_MATERIAL FOR THIS EXERCISE:_
____________

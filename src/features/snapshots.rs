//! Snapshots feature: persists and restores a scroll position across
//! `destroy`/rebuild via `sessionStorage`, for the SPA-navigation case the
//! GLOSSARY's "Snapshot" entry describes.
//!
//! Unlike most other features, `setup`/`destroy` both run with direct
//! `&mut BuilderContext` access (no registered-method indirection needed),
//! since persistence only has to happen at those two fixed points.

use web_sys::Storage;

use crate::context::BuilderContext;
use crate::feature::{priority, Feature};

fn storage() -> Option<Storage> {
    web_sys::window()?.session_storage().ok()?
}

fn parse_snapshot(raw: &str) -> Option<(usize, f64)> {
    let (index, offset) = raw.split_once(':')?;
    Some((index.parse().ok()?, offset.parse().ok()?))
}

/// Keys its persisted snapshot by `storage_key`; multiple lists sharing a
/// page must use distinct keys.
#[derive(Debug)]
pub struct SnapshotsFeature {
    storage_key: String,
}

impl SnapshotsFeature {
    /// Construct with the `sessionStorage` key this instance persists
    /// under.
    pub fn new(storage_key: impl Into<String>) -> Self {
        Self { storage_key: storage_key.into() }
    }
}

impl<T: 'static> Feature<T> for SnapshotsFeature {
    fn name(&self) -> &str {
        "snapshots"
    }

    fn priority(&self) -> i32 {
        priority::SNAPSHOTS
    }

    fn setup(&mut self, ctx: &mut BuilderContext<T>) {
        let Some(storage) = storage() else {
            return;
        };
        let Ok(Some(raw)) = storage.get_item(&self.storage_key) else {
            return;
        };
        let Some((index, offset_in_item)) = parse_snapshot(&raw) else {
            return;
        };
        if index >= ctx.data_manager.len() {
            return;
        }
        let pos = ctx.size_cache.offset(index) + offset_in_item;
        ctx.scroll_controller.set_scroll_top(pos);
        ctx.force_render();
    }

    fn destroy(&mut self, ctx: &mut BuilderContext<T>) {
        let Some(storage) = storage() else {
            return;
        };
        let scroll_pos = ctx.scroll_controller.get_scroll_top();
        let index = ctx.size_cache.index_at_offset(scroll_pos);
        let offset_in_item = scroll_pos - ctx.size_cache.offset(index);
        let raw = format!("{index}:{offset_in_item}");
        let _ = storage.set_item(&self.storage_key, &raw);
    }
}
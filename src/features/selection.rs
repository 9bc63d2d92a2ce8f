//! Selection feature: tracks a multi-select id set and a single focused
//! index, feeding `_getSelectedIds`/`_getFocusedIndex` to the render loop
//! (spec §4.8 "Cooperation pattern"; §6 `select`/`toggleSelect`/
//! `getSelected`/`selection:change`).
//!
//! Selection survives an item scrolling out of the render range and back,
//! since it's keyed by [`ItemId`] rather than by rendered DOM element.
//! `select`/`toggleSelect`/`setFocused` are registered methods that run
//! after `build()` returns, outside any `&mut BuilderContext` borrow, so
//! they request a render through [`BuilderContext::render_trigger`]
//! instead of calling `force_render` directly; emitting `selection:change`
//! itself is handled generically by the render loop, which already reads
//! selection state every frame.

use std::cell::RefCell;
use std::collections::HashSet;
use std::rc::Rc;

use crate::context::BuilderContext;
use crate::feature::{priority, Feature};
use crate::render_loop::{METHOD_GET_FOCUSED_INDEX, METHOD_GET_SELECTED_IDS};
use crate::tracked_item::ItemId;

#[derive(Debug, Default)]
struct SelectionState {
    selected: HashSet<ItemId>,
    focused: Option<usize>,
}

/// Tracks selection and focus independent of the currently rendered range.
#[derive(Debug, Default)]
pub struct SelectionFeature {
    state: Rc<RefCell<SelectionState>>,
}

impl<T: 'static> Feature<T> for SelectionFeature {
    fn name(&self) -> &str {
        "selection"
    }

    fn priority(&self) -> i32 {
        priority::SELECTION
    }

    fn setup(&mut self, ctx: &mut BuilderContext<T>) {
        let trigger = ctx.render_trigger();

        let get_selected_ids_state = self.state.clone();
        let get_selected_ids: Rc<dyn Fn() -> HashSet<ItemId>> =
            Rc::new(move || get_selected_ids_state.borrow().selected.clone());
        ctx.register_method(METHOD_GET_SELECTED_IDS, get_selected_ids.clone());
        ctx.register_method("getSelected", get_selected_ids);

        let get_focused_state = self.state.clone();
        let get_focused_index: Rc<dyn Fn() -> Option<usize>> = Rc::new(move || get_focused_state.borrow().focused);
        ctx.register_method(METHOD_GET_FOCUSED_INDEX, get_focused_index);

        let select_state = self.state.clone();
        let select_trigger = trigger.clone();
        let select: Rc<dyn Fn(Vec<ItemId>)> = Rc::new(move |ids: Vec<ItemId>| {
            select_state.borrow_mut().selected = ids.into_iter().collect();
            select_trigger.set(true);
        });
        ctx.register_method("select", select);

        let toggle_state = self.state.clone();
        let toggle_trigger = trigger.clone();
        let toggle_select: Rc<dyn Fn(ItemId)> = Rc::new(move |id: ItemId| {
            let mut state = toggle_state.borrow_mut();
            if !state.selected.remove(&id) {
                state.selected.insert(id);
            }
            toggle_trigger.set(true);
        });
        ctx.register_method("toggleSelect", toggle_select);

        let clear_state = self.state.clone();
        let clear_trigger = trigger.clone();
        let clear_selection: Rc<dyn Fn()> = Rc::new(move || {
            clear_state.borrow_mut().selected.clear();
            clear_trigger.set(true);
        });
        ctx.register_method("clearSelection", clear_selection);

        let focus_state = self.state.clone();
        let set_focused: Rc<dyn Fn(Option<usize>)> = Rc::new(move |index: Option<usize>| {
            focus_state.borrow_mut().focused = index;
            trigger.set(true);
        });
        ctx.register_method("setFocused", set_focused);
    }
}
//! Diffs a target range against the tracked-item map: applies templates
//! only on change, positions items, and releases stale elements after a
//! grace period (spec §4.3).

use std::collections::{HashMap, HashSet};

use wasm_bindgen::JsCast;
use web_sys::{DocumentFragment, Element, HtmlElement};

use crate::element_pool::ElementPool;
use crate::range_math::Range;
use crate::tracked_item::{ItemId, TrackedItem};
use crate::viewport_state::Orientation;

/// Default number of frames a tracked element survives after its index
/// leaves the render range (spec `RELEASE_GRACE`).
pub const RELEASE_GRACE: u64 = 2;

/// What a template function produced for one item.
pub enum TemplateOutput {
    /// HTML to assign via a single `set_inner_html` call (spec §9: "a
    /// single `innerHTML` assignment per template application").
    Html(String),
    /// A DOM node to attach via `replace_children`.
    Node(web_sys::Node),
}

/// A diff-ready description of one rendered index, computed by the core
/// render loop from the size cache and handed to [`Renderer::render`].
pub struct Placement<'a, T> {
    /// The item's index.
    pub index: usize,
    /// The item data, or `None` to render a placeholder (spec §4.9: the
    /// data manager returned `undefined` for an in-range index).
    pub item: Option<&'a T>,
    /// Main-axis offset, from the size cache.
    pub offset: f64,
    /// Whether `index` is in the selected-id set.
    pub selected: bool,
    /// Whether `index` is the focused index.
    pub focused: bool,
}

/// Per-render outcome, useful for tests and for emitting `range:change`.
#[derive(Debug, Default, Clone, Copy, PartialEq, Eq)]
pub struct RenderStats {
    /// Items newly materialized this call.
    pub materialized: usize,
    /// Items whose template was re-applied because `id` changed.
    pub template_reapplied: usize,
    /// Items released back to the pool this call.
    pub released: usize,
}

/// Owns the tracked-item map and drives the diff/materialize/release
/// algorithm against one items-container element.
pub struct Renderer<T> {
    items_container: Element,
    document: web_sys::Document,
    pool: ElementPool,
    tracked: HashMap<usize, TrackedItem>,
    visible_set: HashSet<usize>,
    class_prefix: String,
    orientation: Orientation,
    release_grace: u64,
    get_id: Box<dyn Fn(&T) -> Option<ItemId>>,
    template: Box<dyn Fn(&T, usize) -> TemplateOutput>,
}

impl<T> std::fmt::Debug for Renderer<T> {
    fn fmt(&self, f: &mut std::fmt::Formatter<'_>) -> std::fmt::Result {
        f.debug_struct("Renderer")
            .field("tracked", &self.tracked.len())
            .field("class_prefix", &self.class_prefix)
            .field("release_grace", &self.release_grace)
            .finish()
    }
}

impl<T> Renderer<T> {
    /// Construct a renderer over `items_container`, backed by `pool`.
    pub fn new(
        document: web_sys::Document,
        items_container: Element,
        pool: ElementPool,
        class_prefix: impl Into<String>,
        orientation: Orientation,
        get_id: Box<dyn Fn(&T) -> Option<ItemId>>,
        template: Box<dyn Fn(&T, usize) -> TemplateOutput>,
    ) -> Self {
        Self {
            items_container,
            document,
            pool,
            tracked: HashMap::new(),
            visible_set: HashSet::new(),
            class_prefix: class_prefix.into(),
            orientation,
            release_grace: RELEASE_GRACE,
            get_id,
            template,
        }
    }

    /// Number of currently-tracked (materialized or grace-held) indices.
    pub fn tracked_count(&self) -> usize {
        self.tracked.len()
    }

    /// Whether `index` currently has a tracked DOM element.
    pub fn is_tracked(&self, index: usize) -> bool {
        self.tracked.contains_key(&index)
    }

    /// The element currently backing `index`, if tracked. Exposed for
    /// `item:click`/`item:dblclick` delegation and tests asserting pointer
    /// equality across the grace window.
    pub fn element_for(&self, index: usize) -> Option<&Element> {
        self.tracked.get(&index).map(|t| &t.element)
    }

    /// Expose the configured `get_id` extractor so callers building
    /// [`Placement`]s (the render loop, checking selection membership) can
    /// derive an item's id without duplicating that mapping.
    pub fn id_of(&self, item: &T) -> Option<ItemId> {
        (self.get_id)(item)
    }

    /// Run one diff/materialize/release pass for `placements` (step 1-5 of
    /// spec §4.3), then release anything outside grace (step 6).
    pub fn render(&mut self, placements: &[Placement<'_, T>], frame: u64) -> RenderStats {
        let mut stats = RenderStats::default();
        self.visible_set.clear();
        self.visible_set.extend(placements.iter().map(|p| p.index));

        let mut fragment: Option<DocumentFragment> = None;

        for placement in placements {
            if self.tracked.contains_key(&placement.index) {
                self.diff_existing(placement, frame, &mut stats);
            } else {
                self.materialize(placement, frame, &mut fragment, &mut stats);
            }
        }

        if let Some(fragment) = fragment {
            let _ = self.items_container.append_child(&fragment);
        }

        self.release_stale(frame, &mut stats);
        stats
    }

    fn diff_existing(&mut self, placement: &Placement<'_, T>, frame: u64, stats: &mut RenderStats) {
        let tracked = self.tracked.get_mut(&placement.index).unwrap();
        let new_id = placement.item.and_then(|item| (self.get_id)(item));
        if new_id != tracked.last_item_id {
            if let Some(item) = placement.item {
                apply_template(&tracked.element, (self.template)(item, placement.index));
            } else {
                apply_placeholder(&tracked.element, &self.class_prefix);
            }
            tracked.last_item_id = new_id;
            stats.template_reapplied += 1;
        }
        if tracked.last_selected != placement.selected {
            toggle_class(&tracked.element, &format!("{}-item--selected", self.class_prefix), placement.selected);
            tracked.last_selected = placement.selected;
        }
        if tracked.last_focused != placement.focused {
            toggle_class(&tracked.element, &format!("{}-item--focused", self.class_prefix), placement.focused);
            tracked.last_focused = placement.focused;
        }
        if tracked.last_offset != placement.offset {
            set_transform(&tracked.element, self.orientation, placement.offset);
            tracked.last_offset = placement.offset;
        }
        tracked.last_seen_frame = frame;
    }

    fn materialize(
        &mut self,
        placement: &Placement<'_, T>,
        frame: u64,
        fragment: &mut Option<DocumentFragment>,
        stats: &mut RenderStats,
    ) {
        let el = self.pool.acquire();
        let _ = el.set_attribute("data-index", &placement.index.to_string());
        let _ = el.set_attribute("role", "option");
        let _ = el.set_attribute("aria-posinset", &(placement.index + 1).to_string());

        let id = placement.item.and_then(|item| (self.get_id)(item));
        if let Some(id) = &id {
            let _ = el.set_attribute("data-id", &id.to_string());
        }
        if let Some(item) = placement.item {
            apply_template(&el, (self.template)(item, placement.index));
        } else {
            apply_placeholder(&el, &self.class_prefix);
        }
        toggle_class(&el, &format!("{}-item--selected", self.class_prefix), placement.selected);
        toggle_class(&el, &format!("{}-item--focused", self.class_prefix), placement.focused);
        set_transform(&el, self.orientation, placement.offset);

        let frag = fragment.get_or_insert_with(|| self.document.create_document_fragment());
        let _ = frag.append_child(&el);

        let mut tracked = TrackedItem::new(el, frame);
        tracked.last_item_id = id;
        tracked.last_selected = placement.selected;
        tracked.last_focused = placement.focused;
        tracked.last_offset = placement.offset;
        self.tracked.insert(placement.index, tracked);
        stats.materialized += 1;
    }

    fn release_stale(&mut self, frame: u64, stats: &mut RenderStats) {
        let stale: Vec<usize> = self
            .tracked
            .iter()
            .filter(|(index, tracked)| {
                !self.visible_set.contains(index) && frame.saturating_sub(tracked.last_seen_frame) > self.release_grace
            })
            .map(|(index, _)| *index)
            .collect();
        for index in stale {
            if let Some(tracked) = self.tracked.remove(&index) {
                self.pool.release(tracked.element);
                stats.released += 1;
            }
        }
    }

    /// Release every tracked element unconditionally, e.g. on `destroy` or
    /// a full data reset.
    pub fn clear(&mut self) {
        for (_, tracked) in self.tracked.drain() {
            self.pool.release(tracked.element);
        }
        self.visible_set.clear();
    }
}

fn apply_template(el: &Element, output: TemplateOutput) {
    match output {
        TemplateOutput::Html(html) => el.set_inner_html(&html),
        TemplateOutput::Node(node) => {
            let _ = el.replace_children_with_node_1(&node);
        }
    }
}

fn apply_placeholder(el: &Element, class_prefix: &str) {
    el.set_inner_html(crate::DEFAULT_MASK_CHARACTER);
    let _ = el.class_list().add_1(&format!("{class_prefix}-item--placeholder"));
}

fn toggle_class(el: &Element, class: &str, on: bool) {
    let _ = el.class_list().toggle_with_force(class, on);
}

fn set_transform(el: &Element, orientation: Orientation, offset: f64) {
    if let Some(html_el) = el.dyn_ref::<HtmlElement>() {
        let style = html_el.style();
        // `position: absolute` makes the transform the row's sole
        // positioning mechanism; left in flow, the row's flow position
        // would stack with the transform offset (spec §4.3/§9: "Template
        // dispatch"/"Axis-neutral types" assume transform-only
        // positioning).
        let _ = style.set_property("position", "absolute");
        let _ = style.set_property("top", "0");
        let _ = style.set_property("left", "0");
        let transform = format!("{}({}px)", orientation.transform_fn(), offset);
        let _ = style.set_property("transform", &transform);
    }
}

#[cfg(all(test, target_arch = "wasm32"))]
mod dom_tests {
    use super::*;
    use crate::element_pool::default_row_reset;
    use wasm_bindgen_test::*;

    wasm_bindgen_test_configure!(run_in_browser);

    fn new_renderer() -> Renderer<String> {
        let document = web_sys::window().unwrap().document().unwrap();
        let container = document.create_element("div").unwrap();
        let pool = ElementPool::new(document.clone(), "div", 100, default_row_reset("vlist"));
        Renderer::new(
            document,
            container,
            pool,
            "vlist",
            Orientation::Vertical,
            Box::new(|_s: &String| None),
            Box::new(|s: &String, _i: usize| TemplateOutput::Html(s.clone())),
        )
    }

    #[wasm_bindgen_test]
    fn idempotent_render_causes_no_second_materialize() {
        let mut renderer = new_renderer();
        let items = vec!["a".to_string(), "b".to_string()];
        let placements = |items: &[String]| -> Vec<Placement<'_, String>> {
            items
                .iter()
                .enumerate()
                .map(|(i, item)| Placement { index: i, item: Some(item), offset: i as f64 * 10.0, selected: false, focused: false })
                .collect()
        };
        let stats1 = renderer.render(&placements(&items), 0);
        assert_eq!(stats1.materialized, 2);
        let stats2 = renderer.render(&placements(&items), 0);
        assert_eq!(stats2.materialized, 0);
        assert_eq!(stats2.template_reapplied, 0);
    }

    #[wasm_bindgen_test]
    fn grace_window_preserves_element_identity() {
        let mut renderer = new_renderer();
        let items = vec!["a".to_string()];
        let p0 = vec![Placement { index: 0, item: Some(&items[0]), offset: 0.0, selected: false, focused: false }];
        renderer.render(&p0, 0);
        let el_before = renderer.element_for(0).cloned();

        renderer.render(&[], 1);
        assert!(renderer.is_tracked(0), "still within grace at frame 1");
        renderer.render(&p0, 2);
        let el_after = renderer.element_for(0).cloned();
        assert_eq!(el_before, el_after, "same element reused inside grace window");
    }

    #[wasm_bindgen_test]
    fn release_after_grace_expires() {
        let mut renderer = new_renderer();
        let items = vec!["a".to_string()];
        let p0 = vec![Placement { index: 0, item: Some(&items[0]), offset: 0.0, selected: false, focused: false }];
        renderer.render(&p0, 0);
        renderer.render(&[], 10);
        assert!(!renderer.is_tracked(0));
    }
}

____________

_EXERCISE:_ Extract each line from the listing that holds the word "RefCell".

_OUTPUT BELOW:_
use std::cell::RefCell;
    state: Rc<RefCell<SelectionState>>,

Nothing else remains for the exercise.